Task details -> Among the records below, count the lines where "array" occurs, and report that total alone.

Data supplied ->

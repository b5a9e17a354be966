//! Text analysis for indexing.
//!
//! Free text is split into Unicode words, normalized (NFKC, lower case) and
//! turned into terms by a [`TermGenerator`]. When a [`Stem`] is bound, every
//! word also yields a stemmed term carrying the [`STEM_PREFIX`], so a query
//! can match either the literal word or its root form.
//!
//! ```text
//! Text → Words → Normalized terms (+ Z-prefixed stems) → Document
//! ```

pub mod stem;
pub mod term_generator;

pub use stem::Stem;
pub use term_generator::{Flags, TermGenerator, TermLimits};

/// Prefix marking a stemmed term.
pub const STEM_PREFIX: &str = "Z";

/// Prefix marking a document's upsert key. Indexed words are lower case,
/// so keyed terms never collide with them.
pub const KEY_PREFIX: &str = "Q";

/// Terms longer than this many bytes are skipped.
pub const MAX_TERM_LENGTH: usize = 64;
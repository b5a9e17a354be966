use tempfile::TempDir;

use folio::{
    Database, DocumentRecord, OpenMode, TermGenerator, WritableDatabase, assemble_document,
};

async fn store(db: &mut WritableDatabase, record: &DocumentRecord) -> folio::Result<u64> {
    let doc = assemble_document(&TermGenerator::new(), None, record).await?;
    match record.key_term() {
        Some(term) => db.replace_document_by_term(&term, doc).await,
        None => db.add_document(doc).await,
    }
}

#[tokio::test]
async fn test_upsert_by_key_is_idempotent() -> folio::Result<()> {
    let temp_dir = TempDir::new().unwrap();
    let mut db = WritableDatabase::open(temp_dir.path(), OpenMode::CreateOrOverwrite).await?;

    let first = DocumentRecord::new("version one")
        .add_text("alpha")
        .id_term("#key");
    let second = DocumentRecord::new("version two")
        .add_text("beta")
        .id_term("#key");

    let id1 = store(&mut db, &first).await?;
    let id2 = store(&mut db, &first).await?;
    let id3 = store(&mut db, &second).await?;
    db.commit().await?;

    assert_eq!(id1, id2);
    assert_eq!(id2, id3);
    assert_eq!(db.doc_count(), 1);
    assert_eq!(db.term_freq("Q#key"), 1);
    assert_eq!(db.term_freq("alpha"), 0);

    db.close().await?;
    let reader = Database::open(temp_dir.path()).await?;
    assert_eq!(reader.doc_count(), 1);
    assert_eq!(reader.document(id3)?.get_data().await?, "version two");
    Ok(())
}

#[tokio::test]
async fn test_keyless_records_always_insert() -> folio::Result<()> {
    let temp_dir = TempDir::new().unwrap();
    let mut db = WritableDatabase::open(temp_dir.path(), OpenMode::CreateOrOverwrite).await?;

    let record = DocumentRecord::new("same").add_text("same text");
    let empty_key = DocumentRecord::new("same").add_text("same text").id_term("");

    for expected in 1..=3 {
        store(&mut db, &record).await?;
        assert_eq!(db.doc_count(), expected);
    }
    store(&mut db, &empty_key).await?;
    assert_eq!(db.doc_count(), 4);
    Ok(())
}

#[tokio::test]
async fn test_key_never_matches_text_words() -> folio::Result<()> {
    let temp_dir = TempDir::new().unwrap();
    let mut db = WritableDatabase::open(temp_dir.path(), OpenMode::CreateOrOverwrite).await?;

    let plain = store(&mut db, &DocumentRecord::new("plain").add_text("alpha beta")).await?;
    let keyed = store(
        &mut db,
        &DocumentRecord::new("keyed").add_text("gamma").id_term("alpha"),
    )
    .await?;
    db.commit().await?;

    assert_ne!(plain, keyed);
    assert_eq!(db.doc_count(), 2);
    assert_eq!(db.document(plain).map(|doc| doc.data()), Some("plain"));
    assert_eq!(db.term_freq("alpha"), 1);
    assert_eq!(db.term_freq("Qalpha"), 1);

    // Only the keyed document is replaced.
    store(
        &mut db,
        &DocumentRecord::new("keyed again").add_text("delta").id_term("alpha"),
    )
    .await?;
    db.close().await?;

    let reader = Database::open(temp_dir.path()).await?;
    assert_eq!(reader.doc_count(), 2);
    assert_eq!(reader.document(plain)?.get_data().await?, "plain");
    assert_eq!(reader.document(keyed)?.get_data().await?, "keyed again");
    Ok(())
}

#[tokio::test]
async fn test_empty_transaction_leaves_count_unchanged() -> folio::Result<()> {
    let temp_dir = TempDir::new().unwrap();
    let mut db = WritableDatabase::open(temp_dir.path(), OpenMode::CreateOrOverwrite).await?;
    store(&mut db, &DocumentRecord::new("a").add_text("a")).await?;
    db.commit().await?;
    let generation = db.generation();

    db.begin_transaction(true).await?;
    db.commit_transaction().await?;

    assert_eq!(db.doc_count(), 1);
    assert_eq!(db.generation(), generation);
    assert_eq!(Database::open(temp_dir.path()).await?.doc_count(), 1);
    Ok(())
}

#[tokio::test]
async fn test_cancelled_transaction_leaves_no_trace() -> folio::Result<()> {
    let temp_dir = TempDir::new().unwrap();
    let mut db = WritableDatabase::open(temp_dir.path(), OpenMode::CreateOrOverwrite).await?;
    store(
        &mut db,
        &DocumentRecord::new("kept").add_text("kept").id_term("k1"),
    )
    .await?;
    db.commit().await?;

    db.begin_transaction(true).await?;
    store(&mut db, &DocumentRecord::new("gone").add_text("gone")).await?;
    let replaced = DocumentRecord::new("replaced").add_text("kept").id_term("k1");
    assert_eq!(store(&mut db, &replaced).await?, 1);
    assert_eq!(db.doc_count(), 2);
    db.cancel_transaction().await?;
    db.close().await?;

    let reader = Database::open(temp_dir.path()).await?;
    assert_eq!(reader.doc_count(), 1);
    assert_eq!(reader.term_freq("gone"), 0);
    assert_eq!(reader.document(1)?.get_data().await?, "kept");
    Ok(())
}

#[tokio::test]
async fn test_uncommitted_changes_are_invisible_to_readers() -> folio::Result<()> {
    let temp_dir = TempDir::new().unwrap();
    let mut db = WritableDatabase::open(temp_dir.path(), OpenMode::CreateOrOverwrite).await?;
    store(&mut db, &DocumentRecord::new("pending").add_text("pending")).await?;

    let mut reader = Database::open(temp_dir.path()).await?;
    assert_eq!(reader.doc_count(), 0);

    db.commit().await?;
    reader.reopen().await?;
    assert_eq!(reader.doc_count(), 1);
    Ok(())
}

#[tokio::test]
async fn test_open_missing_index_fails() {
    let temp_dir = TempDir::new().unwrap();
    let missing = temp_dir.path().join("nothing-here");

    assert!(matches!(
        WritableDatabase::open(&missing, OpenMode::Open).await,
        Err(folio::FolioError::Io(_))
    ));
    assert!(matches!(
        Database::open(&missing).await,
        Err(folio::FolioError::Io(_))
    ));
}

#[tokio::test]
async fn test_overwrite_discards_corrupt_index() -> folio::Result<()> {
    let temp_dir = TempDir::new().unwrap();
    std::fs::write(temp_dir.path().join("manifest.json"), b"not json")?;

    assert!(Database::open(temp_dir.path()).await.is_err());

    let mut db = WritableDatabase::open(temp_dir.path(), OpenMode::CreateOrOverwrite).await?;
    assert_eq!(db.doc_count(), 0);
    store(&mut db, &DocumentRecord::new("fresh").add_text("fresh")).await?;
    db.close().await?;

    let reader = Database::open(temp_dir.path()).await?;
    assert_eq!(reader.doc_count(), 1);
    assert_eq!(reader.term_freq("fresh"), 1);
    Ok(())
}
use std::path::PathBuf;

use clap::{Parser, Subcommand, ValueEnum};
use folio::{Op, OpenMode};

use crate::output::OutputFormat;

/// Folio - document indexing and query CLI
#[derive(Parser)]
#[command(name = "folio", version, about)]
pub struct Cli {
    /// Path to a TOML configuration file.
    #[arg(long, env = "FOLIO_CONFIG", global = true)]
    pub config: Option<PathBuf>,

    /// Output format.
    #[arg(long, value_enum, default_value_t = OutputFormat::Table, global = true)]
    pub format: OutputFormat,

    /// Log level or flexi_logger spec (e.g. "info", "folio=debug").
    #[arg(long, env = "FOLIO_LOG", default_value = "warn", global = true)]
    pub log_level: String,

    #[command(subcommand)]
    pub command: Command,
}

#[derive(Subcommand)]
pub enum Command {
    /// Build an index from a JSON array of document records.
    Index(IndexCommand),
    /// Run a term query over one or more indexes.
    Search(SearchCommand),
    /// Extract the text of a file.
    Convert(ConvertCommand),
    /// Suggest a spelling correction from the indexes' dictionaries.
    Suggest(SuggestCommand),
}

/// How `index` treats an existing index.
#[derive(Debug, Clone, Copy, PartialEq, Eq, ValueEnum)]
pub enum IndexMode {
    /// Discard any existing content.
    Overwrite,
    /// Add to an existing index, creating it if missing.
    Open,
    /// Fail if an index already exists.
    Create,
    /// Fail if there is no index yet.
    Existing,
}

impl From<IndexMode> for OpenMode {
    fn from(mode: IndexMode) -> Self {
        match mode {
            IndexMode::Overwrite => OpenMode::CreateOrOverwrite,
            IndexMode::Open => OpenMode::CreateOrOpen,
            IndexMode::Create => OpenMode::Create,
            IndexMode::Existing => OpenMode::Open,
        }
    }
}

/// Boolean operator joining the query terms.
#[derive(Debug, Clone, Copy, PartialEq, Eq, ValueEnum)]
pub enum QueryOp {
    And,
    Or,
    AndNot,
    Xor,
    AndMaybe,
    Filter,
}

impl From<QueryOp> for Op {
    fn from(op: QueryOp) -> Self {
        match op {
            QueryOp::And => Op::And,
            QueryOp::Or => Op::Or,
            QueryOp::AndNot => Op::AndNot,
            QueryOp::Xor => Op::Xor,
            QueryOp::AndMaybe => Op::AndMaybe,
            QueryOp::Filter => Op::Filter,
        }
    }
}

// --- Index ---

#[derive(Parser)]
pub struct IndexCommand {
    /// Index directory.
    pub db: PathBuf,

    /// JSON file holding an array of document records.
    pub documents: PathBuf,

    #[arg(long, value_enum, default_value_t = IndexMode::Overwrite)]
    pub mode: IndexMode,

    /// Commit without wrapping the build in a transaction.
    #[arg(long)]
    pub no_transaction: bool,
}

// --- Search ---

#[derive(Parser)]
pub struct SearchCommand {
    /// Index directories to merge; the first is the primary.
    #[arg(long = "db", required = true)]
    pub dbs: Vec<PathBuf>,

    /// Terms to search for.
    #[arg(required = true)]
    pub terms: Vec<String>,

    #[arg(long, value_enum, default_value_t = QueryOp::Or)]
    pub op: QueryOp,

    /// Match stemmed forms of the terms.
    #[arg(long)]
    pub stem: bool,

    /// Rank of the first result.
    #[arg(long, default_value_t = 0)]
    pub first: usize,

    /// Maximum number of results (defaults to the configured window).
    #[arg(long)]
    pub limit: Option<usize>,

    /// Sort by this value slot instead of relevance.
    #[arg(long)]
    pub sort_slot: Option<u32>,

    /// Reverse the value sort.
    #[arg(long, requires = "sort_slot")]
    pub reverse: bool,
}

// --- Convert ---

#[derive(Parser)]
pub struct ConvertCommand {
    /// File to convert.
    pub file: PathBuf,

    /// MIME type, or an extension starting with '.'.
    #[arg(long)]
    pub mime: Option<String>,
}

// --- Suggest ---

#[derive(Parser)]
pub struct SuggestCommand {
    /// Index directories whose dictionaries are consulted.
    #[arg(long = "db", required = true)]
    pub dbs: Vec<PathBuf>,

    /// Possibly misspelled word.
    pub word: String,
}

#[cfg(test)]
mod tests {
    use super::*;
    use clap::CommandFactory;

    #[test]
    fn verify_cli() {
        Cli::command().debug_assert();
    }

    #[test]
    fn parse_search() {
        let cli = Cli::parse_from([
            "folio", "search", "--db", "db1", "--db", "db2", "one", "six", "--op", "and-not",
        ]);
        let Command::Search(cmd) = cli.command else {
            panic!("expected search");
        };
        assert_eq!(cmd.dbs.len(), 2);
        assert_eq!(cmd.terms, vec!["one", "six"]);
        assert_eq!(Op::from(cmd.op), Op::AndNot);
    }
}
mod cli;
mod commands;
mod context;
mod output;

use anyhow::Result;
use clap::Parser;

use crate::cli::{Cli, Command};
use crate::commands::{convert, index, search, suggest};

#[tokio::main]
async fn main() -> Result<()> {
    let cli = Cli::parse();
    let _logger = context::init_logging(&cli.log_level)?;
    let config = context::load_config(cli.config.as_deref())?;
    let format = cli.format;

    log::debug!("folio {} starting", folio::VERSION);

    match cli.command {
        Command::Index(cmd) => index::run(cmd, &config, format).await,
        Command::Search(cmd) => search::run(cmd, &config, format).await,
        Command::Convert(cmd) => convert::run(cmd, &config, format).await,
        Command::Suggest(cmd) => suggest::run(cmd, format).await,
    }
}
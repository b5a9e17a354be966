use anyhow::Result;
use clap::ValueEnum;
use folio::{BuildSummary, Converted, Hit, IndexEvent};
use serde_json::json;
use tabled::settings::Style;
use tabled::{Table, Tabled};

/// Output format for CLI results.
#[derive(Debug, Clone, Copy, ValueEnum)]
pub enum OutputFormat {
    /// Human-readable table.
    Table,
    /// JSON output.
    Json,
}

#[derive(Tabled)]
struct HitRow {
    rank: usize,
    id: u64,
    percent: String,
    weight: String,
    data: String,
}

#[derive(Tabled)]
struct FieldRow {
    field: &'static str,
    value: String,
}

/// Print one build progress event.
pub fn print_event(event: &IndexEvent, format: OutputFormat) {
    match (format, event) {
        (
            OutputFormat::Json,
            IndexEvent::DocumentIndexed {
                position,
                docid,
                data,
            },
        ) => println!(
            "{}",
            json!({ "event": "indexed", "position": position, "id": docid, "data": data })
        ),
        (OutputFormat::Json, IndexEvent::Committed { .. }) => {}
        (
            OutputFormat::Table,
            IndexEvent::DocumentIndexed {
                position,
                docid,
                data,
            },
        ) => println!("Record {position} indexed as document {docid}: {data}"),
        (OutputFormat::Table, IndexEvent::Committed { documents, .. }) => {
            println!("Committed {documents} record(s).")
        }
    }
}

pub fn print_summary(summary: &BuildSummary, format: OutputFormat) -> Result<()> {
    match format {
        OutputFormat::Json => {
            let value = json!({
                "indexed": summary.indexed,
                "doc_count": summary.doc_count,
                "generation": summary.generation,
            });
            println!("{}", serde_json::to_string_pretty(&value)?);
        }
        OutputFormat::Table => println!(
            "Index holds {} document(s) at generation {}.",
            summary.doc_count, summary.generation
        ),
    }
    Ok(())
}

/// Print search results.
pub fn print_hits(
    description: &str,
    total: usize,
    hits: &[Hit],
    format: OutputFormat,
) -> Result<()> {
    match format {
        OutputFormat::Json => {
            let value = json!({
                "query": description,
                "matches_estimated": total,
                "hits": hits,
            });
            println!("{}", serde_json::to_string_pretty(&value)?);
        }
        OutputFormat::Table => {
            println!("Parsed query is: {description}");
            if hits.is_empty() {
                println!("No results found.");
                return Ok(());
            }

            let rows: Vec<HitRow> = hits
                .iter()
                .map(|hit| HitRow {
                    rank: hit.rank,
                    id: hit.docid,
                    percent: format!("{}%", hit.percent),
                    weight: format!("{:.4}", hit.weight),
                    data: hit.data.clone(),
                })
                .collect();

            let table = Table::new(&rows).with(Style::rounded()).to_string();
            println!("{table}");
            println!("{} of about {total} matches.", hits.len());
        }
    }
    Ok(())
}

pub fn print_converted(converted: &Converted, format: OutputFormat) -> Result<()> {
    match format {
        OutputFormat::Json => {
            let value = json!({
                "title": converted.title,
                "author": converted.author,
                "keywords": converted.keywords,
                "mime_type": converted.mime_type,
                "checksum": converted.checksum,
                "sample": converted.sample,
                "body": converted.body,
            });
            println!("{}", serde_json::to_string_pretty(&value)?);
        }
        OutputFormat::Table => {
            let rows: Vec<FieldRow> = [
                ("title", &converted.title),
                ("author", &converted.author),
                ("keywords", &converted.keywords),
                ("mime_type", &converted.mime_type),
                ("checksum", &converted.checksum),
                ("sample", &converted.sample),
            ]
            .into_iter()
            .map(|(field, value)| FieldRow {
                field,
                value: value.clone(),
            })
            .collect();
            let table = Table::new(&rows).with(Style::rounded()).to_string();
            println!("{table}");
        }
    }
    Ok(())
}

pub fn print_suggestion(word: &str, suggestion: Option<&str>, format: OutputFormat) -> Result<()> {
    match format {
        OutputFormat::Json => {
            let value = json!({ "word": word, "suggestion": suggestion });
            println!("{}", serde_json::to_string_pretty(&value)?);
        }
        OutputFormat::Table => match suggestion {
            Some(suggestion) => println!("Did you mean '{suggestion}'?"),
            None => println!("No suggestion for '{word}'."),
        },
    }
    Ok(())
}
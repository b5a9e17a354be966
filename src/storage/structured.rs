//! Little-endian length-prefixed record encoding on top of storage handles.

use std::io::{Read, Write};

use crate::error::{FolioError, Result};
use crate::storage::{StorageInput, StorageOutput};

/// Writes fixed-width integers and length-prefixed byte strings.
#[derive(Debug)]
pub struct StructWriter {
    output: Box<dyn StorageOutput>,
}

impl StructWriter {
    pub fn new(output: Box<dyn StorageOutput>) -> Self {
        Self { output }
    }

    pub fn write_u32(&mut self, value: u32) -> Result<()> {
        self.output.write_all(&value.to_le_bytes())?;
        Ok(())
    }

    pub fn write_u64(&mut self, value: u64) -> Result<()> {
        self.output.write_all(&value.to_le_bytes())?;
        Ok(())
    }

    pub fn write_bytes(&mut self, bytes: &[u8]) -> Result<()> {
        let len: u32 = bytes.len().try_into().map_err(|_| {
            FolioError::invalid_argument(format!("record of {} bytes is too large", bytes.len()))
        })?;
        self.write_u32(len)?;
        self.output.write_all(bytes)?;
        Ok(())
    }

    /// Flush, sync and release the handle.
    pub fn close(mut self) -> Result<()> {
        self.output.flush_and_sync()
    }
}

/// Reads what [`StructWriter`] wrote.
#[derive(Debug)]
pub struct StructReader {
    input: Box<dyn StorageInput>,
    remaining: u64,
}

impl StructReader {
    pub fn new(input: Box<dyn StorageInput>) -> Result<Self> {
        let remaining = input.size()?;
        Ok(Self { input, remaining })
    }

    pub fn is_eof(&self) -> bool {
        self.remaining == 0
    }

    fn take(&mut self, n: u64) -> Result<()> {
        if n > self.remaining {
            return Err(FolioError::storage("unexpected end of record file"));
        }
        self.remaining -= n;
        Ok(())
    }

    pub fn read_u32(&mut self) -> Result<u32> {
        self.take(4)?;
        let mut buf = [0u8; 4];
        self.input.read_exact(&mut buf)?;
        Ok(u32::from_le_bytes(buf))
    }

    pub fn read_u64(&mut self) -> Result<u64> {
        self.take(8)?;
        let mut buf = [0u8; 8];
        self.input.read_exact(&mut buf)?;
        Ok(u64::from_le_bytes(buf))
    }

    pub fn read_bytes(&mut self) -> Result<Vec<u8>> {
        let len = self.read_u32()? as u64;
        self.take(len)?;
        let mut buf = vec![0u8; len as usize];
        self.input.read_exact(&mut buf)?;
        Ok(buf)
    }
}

Task answer -> 2